One last issue comes up too frequently, and is handled poorly. When a company refuses to hire someone because of their beliefs they are exercising their rights as a privately owned enterprise. This isn't a "violation of their civil rights", and there is no justified body of law which militates against a company which has this policy, Equal Opportunity Employment or no. Slighting an employee because they are a minority is one thing, but turning away a person with evil convictions is quite another.

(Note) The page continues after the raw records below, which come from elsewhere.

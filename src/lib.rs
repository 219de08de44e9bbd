//! # invox
//!
//! Extract structured, validated invoice records from scanned documents
//! using Vision Language Models (VLMs).
//!
//! ## Why this crate?
//!
//! Classic OCR turns a delivery-platform invoice into a soup of unlabeled
//! text — amounts without columns, dates without roles. Instead this crate
//! hands the page images to a VLM with a schema-bearing prompt and gets a
//! JSON record back, then refuses to trust it: every candidate passes
//! through schema validation, cross-field business rules with numeric
//! tolerances, and a confidence score before it is considered usable.
//!
//! ## Pipeline Overview
//!
//! ```text
//! scan (TIFF/PNG/JPEG)
//!  │
//!  ├─ 1. Normalize  decode pages, resize, canonical RGB (CPU, spawn_blocking)
//!  ├─ 2. Encode     PNG → base64 ImageData
//!  ├─ 3. Gateway    primary provider with retries → fallback provider
//!  ├─ 4. Payload    strip fences / prose around the returned JSON
//!  ├─ 5. Schema     typed record or the complete list of field errors
//!  ├─ 6. Rules      date order, reconciliation within tolerances
//!  ├─ 7. Confidence completeness / consistency / provider-weighted score
//!  └─ 8. Result     one serializable ExtractionResult per document
//! ```
//!
//! ## Quick Start
//!
//! ```rust,no_run
//! use invox::{DocumentInput, ExtractionConfig, Extractor, SourceFormat, VendorCategory};
//!
//! #[tokio::main]
//! async fn main() -> Result<(), Box<dyn std::error::Error>> {
//!     // Providers auto-configured from GEMINI_API_KEY / OPENROUTER_API_KEY
//!     let extractor = Extractor::new(ExtractionConfig::default())?;
//!
//!     let bytes = std::fs::read("invoice_001.tiff")?;
//!     let doc = DocumentInput::new(bytes, SourceFormat::Tiff, "invoice_001.tiff");
//!     let result = extractor
//!         .extract_document(doc, VendorCategory::UberEats)
//!         .await;
//!
//!     if let Some(invoice) = &result.invoice {
//!         println!("{} — total {}", invoice.invoice_id, invoice.total_amount);
//!     }
//!     eprintln!("confidence: {:.2}", result.confidence);
//!     Ok(())
//! }
//! ```
//!
//! ## Feature Flags
//!
//! | Feature | Default | Description |
//! |---------|---------|-------------|
//! | `cli`   | on      | Enables the `invox` binary (clap + anyhow + tracing-subscriber + indicatif) |
//!
//! Disable `cli` when using only the library to avoid pulling in CLI-only deps:
//! ```toml
//! invox = { version = "0.3", default-features = false }
//! ```
//!
//! ## Validation model
//!
//! A document **succeeds** only when its payload is schema-valid *and* no
//! error-severity business rule fires. Warning-severity findings (line-item
//! drift, unexpected identifier prefix) are surfaced on the result and
//! lower the confidence score without blocking. Every failure mode — bad
//! image, exhausted providers, malformed payload, broken invariants — ends
//! up as data inside [`ExtractionResult`], never as a panic or a lost
//! document.

// ── Modules ──────────────────────────────────────────────────────────────

pub mod config;
pub mod error;
pub mod extract;
pub mod model;
pub mod pipeline;
pub mod prompts;
pub mod provider;
pub mod stream;

// ── Re-exports ───────────────────────────────────────────────────────────

pub use config::{
    ConfidenceWeights, ExtractionConfig, ExtractionConfigBuilder, ProviderSpec, RetryPolicy,
    Tolerances,
};
pub use error::{ExtractError, ProviderError};
pub use extract::{DedupIndex, DocumentInput, Extractor};
pub use model::{
    ExtractionResult, Invoice, LineItem, RuleViolation, SchemaError, Severity, TokenUsage,
    ValidationReport, VendorCategory,
};
pub use pipeline::gateway::{ProviderResponse, Shutdown};
pub use pipeline::normalize::{NormalizedImage, SourceFormat};
pub use prompts::{BuiltinPrompts, PromptSource};
pub use provider::{CallOptions, ExtractionProvider, ProviderReply, VisionLlmProvider};
pub use stream::ResultStream;
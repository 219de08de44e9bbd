//! Image encoding: [`NormalizedImage`] → base64 PNG wrapped in `ImageData`.
//!
//! Vision APIs accept images as base64 data-URIs embedded in the JSON
//! request body. PNG is chosen over JPEG because it is lossless — digit
//! crispness matters far more than file size when the model has to read
//! monetary amounts off the page. `detail: "high"` instructs GPT-4-class
//! models to use the full image tile budget; without it the fine print in
//! fee tables is lost.

use crate::error::ExtractError;
use crate::pipeline::normalize::NormalizedImage;
use base64::{engine::general_purpose::STANDARD, Engine as _};
use edgequake_llm::ImageData;
use image::ImageFormat;
use std::io::Cursor;
use tracing::debug;

/// Encode one normalized page as a base64 PNG ready for the provider API.
pub fn encode_page(page: &NormalizedImage) -> Result<ImageData, ExtractError> {
    let mut buf = Vec::new();
    page.pixels
        .write_to(&mut Cursor::new(&mut buf), ImageFormat::Png)
        .map_err(|e| ExtractError::ImageEncode {
            page: page.page_index + 1,
            detail: format!("{e}"),
        })?;

    let b64 = STANDARD.encode(&buf);
    debug!(
        page = page.page_index + 1,
        bytes = b64.len(),
        "encoded page"
    );

    Ok(ImageData::new(b64, "image/png").with_detail("high"))
}

/// Encode every page of a document, preserving page order.
pub fn encode_pages(pages: &[NormalizedImage]) -> Result<Vec<ImageData>, ExtractError> {
    pages.iter().map(encode_page).collect()
}
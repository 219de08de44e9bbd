//! Payload cleanup: deterministic extraction of JSON from raw model output.
//!
//! ## Why is cleanup necessary?
//!
//! Even well-prompted models occasionally wrap their answer in artefacts
//! that are *semantically correct* from the model's perspective but break a
//! strict JSON parser:
//!
//! - ` ```json … ``` ` fences despite the prompt saying "output only JSON"
//! - A sentence of preamble ("Here is the extracted invoice:") before the
//!   object
//! - Trailing commentary after the closing brace
//!
//! This module applies cheap, deterministic rules to recover the candidate
//! object. Keeping them here rather than in the prompt means the prompt
//! stays focused on *what to extract*, not on formatting edge-cases, and
//! each rule is independently testable. Anything these rules cannot recover
//! is a schema-layer error — cleanup never invents or repairs JSON.

use once_cell::sync::Lazy;
use regex::Regex;

static RE_FENCED_BLOCK: Lazy<Regex> =
    Lazy::new(|| Regex::new(r"(?s)```(?:json)?\s*(.*?)\s*```").unwrap());

/// Extract the JSON candidate from a raw provider response.
///
/// Rules (applied in order):
/// 1. If a fenced code block exists, take its contents (first block wins)
/// 2. Slice from the first `{` to the last `}` to drop surrounding prose
/// 3. Trim whitespace
///
/// If no object delimiters are present the trimmed input is returned as-is
/// and left for the schema layer to reject with a precise parse error.
pub fn extract_json_payload(raw: &str) -> String {
    let candidate = match RE_FENCED_BLOCK.captures(raw) {
        Some(caps) => caps[1].to_string(),
        None => raw.to_string(),
    };

    let sliced = match (candidate.find('{'), candidate.rfind('}')) {
        (Some(open), Some(close)) if close > open => candidate[open..=close].to_string(),
        _ => candidate,
    };

    sliced.trim().to_string()
}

In closing on this vital subject; the actions that a government take against a private citizen must be confined to the law, but there is another sphere of law, unofficial in so far as it is not enforceable by police officers or judge and jury, but a law which is recognized in the conscience of a nation of people. There are beliefs and actions that are techinically legal, but which should be rejected by right thinking citizens in no uncertain terms. We are responsible to regulate ourselves, as a collective of free people, and ostracize those who hold views that are destructive to our liberties. Whatever hardships these people suffer as a result of their notions is their own doing, and what they richly deserve.